++++ Material provided ++++

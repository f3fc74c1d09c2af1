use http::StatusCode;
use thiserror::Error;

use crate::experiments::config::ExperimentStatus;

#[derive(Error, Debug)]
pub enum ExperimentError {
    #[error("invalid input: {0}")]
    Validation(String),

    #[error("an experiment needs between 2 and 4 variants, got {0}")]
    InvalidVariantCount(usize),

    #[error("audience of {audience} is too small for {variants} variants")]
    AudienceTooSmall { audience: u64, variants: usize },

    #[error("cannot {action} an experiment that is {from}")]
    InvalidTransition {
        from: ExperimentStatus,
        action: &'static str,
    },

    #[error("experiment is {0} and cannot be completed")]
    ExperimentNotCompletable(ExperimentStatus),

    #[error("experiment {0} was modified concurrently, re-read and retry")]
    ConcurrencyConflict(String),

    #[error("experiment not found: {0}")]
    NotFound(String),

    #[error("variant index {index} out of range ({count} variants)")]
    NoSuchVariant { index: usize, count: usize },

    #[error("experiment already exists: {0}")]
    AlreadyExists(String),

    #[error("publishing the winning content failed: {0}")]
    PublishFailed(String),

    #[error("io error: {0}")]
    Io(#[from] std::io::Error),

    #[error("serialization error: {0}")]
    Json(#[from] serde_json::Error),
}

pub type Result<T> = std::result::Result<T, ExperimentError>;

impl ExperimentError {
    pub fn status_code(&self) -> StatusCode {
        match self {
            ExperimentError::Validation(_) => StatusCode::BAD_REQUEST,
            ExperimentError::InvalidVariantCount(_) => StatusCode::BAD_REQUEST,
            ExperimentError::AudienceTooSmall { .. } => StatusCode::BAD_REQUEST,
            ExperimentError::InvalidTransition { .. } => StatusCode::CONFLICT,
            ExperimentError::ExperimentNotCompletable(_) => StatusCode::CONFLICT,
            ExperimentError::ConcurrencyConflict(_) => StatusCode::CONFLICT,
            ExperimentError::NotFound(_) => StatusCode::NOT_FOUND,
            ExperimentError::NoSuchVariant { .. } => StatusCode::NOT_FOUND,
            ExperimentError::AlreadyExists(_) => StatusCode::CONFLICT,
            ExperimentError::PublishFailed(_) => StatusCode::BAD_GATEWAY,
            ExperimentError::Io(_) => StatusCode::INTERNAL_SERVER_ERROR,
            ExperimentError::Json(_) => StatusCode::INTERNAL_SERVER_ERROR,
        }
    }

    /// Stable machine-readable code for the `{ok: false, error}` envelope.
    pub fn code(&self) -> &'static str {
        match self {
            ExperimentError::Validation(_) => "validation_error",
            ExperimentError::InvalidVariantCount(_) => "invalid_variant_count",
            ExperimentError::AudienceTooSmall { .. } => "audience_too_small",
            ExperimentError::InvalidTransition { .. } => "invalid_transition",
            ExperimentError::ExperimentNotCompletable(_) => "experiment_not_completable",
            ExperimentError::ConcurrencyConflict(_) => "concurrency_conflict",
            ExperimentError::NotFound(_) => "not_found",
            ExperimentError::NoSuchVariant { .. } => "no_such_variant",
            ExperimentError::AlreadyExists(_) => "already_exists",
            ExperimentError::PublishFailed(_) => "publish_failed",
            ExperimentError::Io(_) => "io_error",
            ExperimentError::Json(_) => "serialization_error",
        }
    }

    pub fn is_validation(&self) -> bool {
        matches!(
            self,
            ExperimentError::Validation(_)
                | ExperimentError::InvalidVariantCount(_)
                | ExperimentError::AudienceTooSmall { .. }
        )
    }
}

++++

▶ [What to do]: Nothing should appear in the answer except the lines above from the line with "#[derive(Error, Debug)]" through the line with "is too small", both included, written out exactly.

▶ [Task result]:
#[derive(Error, Debug)]
pub enum ExperimentError {
    #[error("invalid input: {0}")]
    Validation(String),

    #[error("an experiment needs between 2 and 4 variants, got {0}")]
    InvalidVariantCount(usize),

    #[error("audience of {audience} is too small for {variants} variants")]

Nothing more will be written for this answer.